_Task description:_ Only the lines that hold the word "slots" are wanted from this listing.

____ Data for the task

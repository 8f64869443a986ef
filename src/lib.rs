pub mod area;
pub mod cli;
pub mod demo;
pub mod matrix;

pub use int_vector;
pub use int_vector::{IntVector, IntVectorError};
pub use matrix::{IntMatrix, MatrixError};
#[derive(Debug, Clone, Copy, PartialEq, Eq, thiserror::Error)]
pub enum IntVectorError {
    #[error("cannot pop from an empty vector")]
    Empty,

    #[error("index {index} out of range for vector of length {len}")]
    IndexOutOfRange { index: usize, len: usize },

    #[error("capacity overflow")]
    CapacityOverflow,

    #[error("allocation of {capacity} elements failed")]
    AllocFailed { capacity: usize },
}

impl IntVectorError {
    /// `true` for the errors raised by reading or popping past the live elements.
    pub fn is_out_of_range(&self) -> bool {
        matches!(self, Self::Empty | Self::IndexOutOfRange { .. })
    }
}
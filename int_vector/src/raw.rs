use std::alloc::{Layout, alloc, dealloc, handle_alloc_error};
use std::mem;
use std::ptr::{self, NonNull};
use std::slice;

use crate::IntVectorError;

/// Uniquely owned block of `cap` integers.
///
/// Only the allocation is tracked here; which slots hold initialized values is
/// up to the owner. A zero capacity holds no allocation and a dangling pointer.
pub(crate) struct RawBuffer {
    ptr: NonNull<i32>,
    cap: usize,
}

// SAFETY: the buffer is plain integers behind a pointer nobody else holds.
unsafe impl Send for RawBuffer {}
// SAFETY: shared access only ever reads through `&self`.
unsafe impl Sync for RawBuffer {}

impl RawBuffer {
    pub(crate) const fn empty() -> Self {
        Self {
            ptr: NonNull::dangling(),
            cap: 0,
        }
    }

    /// Allocates room for `cap` integers, aborting on allocator failure.
    pub(crate) fn allocate(cap: usize) -> Self {
        let layout = match Layout::array::<i32>(cap) {
            Ok(layout) => layout,
            Err(_) => capacity_overflow(),
        };
        match Self::allocate_in(cap, layout) {
            Some(buf) => buf,
            None => handle_alloc_error(layout),
        }
    }

    pub(crate) fn try_allocate(cap: usize) -> Result<Self, IntVectorError> {
        let layout = Layout::array::<i32>(cap).map_err(|_| IntVectorError::CapacityOverflow)?;
        Self::allocate_in(cap, layout).ok_or(IntVectorError::AllocFailed { capacity: cap })
    }

    fn allocate_in(cap: usize, layout: Layout) -> Option<Self> {
        if cap == 0 {
            return Some(Self::empty());
        }
        // SAFETY: `cap > 0` and `i32` is not zero-sized, so the layout is non-empty.
        let ptr = unsafe { alloc(layout) };
        NonNull::new(ptr.cast::<i32>()).map(|ptr| Self { ptr, cap })
    }

    pub(crate) fn capacity(&self) -> usize {
        self.cap
    }

    pub(crate) fn write(&mut self, index: usize, value: i32) {
        assert!(index < self.cap, "write past the end of the buffer");
        // SAFETY: `index` is inside the allocation.
        unsafe { self.ptr.as_ptr().add(index).write(value) }
    }

    /// Copies the first `count` slots of `src` into the front of `self`.
    pub(crate) fn copy_prefix_from(&mut self, src: &RawBuffer, count: usize) {
        assert!(count <= self.cap && count <= src.cap);
        if count == 0 {
            return;
        }
        // SAFETY: both ranges are inside their allocations, and two distinct
        // owners never share an allocation.
        unsafe { ptr::copy_nonoverlapping(src.ptr.as_ptr(), self.ptr.as_ptr(), count) }
    }

    /// # Safety
    ///
    /// `len <= self.capacity()` and slots `[0, len)` must have been written.
    pub(crate) unsafe fn prefix(&self, len: usize) -> &[i32] {
        debug_assert!(len <= self.cap);
        // SAFETY: upheld by the caller; a dangling pointer is fine for `len == 0`.
        unsafe { slice::from_raw_parts(self.ptr.as_ptr(), len) }
    }
}

impl Drop for RawBuffer {
    fn drop(&mut self) {
        if self.cap != 0 {
            // SAFETY: this exact layout was accepted by `Layout::array` when
            // the buffer was allocated.
            unsafe {
                let layout = Layout::from_size_align_unchecked(
                    self.cap * mem::size_of::<i32>(),
                    mem::align_of::<i32>(),
                );
                dealloc(self.ptr.as_ptr().cast::<u8>(), layout);
            }
        }
    }
}

#[cold]
pub(crate) fn capacity_overflow() -> ! {
    panic!("capacity overflow")
}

________

_Output for this task:_
/// Only the allocation is tracked here; which slots hold initialized values is
    /// Copies the first `count` slots of `src` into the front of `self`.
    /// `len <= self.capacity()` and slots `[0, len)` must have been written.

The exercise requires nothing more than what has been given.